++++ Record set ++++

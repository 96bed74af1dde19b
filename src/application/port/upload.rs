// SPDX-License-Identifier: MPL-2.0
//! Local file upload port.

use super::BoxFuture;
use crate::domain::catalog::{CatalogError, CatalogItem, DataTypeOption, SelectedFile};

/// Port for adding local files to the user's data.
///
/// Implementations hold their own handles to the catalog and view state.
pub trait FileUploader: Send + Sync {
    /// Creates one catalog item per file, interpreting the files as
    /// `data_type` (or detecting the type when it is `auto`).
    ///
    /// Resolves with the items that were added, in file order. The list may
    /// be empty when nothing could be added.
    ///
    /// # Errors
    ///
    /// Resolves with a [`CatalogError`] when the files cannot be read or
    /// their type cannot be determined.
    fn add_user_files(
        &self,
        files: Vec<SelectedFile>,
        data_type: DataTypeOption,
    ) -> BoxFuture<'static, Result<Vec<CatalogItem>, CatalogError>>;
}
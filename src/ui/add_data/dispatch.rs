// SPDX-License-Identifier: MPL-2.0
//! Routing of panel submissions to the catalog services.
//!
//! Both functions call the services synchronously and return the resulting
//! future unpolled; the panel wraps it in a `Task`.

use crate::application::port::{BoxFuture, FileUploader, PendingItem, Services};
use crate::domain::catalog::{AddedMember, CatalogError, CatalogItem, DataTypeOption, SelectedFile};
use futures_util::future::{self, FutureExt};
use tracing::debug;

/// Analytics event recorded for every URL submission.
pub const ADD_DATA_URL_EVENT: &str = "addDataUrl";

/// Passed to the generic loader so URLs of unknown type go through the
/// conversion service instead of failing.
pub const CONFIRM_CONVERSION: bool = true;

/// Forwards the files and the selected local type to the upload service.
pub fn upload_files(
    uploader: &dyn FileUploader,
    files: Vec<SelectedFile>,
    data_type: DataTypeOption,
) -> BoxFuture<'static, Result<Vec<CatalogItem>, CatalogError>> {
    debug!(count = files.len(), data_type = data_type.value, "uploading local files");
    uploader.add_user_files(files, data_type)
}

/// Builds the pending item for `url` and hands it to `add_user_catalog_member`.
///
/// With `auto`, the generic file/URL loader creates and loads the item.
/// Otherwise a member of the selected type is created, named after the URL,
/// pointed at it and loaded.
pub fn add_from_url(
    services: &Services,
    url: &str,
    remote_type: DataTypeOption,
) -> BoxFuture<'static, Result<AddedMember, CatalogError>> {
    services.analytics.log_event(ADD_DATA_URL_EVENT, url);

    let pending: PendingItem = if remote_type.is_auto() {
        services.members.create_catalog_item_from_file_or_url(
            url,
            remote_type.value,
            CONFIRM_CONVERSION,
        )
    } else {
        match services
            .members
            .create_catalog_member_from_type(remote_type.value)
        {
            Ok(mut item) => {
                item.name = url.to_string();
                item.url = Some(url.to_string());
                services.members.load(item)
            }
            Err(err) => future::ready(Err(err)).boxed(),
        }
    };

    debug!(url, data_type = remote_type.value, "adding catalog member from url");
    services.members.add_user_catalog_member(pending)
}
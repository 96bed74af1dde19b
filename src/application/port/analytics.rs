// SPDX-License-Identifier: MPL-2.0
//! Analytics port.

/// Port for recording usage events.
pub trait Analytics: Send + Sync {
    /// Records an event. `payload` is free-form (e.g. the URL being added).
    fn log_event(&self, name: &str, payload: &str);
}

/// Analytics sink that drops every event.
#[derive(Debug, Default, Clone, Copy)]
pub struct NoopAnalytics;

impl Analytics for NoopAnalytics {
    fn log_event(&self, _name: &str, _payload: &str) {}
}
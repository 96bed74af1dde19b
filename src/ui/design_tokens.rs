// SPDX-License-Identifier: MPL-2.0
#![doc = r#"
# Design Tokens

Shared visual constants for the explorer panels.

## Organization

- **Palette**: Base colors
- **Opacity**: Standardized opacity levels
- **Spacing**: Spacing scale (8px grid)
- **Sizing**: Component sizes
- **Typography**: Font size scale
- **Radius**: Border radii

## Examples

```
use iced_catalog::ui::design_tokens::{palette, spacing, opacity};
use iced::Color;

let highlight = Color {
    a: opacity::OVERLAY_STRONG,
    ..palette::PRIMARY_600
};

let padding = spacing::MD; // 16px
```
"#]

use iced::Color;

// ============================================================================
// Color Palette
// ============================================================================

pub mod palette {
    use super::Color;

    // Grayscale
    pub const GRAY_700: Color = Color::from_rgb(0.3, 0.3, 0.3);
    pub const GRAY_400: Color = Color::from_rgb(0.4, 0.4, 0.4);
    pub const GRAY_200: Color = Color::from_rgb(0.75, 0.75, 0.75);
    pub const GRAY_100: Color = Color::from_rgb(0.85, 0.85, 0.85);

    // Brand colors (blue scale)
    pub const PRIMARY_500: Color = Color::from_rgb(0.3, 0.6, 0.9);
    pub const PRIMARY_600: Color = Color::from_rgb(0.2, 0.5, 0.8);

    // Semantic colors
    pub const ERROR_500: Color = Color::from_rgb(0.898, 0.224, 0.208);
    pub const WARNING_500: Color = Color::from_rgb(0.945, 0.651, 0.125);
    pub const SUCCESS_500: Color = Color::from_rgb(0.263, 0.702, 0.404);
    pub const INFO_500: Color = Color::from_rgb(0.392, 0.588, 1.0);
}

// ============================================================================
// Opacity Scale
// ============================================================================

pub mod opacity {
    pub const OVERLAY_SUBTLE: f32 = 0.2;
    pub const OVERLAY_STRONG: f32 = 0.7;
}

// ============================================================================
// Spacing Scale (8px grid)
// ============================================================================

pub mod spacing {
    pub const XXS: f32 = 4.0; // 0.5 unit
    pub const XS: f32 = 8.0; // 1 unit
    pub const SM: f32 = 12.0; // 1.5 units
    pub const MD: f32 = 16.0; // 2 units
    pub const LG: f32 = 24.0; // 3 units
}

// ============================================================================
// Sizing
// ============================================================================

pub mod sizing {
    pub const EXPLORER_WIDTH: f32 = 420.0;
    pub const TOAST_WIDTH: f32 = 320.0;
}

// ============================================================================
// Typography Scale
// ============================================================================

pub mod typography {
    /// Panel titles.
    pub const TITLE_LG: f32 = 30.0;
    /// Section headings.
    pub const TITLE_SM: f32 = 18.0;
    pub const BODY_LG: f32 = 16.0;
    pub const BODY: f32 = 14.0;
    /// Hints and secondary labels.
    pub const CAPTION: f32 = 12.0;
}

// ============================================================================
// Border Radius
// ============================================================================

pub mod radius {
    pub const SM: f32 = 4.0;
    pub const MD: f32 = 8.0;
}

#[cfg(test)]
mod tests {
    use super::*;

    #[test]
    fn spacing_follows_8px_grid() {
        assert_eq!(spacing::MD, spacing::XS * 2.0);
        assert_eq!(spacing::LG, spacing::XS * 3.0);
        assert_eq!(spacing::XXS * 2.0, spacing::XS);
    }

    #[test]
    fn typography_scale_is_descending() {
        assert!(typography::TITLE_LG > typography::TITLE_SM);
        assert!(typography::TITLE_SM > typography::BODY_LG);
        assert!(typography::BODY_LG > typography::BODY);
        assert!(typography::BODY > typography::CAPTION);
    }
}
// SPDX-License-Identifier: MPL-2.0
//! Form state of the Add Data panel.

use crate::domain::catalog::{data_types, DataTypeOption, DataTypes};

/// Which settings section is shown.
#[derive(Debug, Clone, Copy, PartialEq, Eq, Default)]
pub enum Tab {
    #[default]
    Local,
    Web,
}

/// Selected options, active tab and URL text.
#[derive(Debug, Clone, PartialEq)]
pub struct State {
    types: DataTypes,
    pub local_data_type: DataTypeOption,
    pub remote_data_type: DataTypeOption,
    pub active_tab: Tab,
    pub remote_url: String,
}

impl Default for State {
    fn default() -> Self {
        Self::new()
    }
}

impl State {
    /// Starts on the local tab with the first option of each list selected.
    #[must_use]
    pub fn new() -> Self {
        let types = data_types();
        Self {
            types,
            local_data_type: types.default_local(),
            remote_data_type: types.default_remote(),
            active_tab: Tab::Local,
            remote_url: String::new(),
        }
    }

    #[must_use]
    pub fn data_types(&self) -> DataTypes {
        self.types
    }

    pub fn select_local_option(&mut self, option: DataTypeOption) {
        self.local_data_type = option;
    }

    pub fn select_remote_option(&mut self, option: DataTypeOption) {
        self.remote_data_type = option;
    }

    pub fn change_tab(&mut self, tab: Tab) {
        self.active_tab = tab;
    }

    pub fn on_remote_url_change(&mut self, url: String) {
        self.remote_url = url;
    }

    /// Options and current selection of the settings section for the active tab.
    #[must_use]
    pub fn settings_section(&self) -> (&'static [DataTypeOption], DataTypeOption) {
        match self.active_tab {
            Tab::Local => (self.types.local, self.local_data_type),
            Tab::Web => (self.types.remote, self.remote_data_type),
        }
    }
}
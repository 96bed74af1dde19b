// SPDX-License-Identifier: MPL-2.0
//! Catalog domain types.
//!
//! Items the user adds, the registry of data types they can be added as,
//! and the error value the catalog services hand back.

pub mod data_type;
pub mod error;
pub mod item;

pub use data_type::{data_types, DataTypeOption, DataTypes, AUTO_TYPE, OTHER_TYPE};
pub use error::CatalogError;
pub use item::{AddedMember, CatalogItem, CatalogItemId, SelectedFile};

++++

Both end lines included, restate word for word the lines above from the line with "item.name = url.to_string();" to the line with "pub struct NoopAnalytics;", and nothing else.

#### Result for this exercise:
                item.name = url.to_string();
                item.url = Some(url.to_string());
                services.members.load(item)
            }
            Err(err) => future::ready(Err(err)).boxed(),
        }
    };

    debug!(url, data_type = remote_type.value, "adding catalog member from url");
    services.members.add_user_catalog_member(pending)
}
repository 96bed74af1dde19b
filename src/application/port/analytics.rs
// SPDX-License-Identifier: MPL-2.0
//! Analytics port.

/// Port for recording usage events.
pub trait Analytics: Send + Sync {
    /// Records an event. `payload` is free-form (e.g. the URL being added).
    fn log_event(&self, name: &str, payload: &str);
}

/// Analytics sink that drops every event.
#[derive(Debug, Default, Clone, Copy)]
pub struct NoopAnalytics;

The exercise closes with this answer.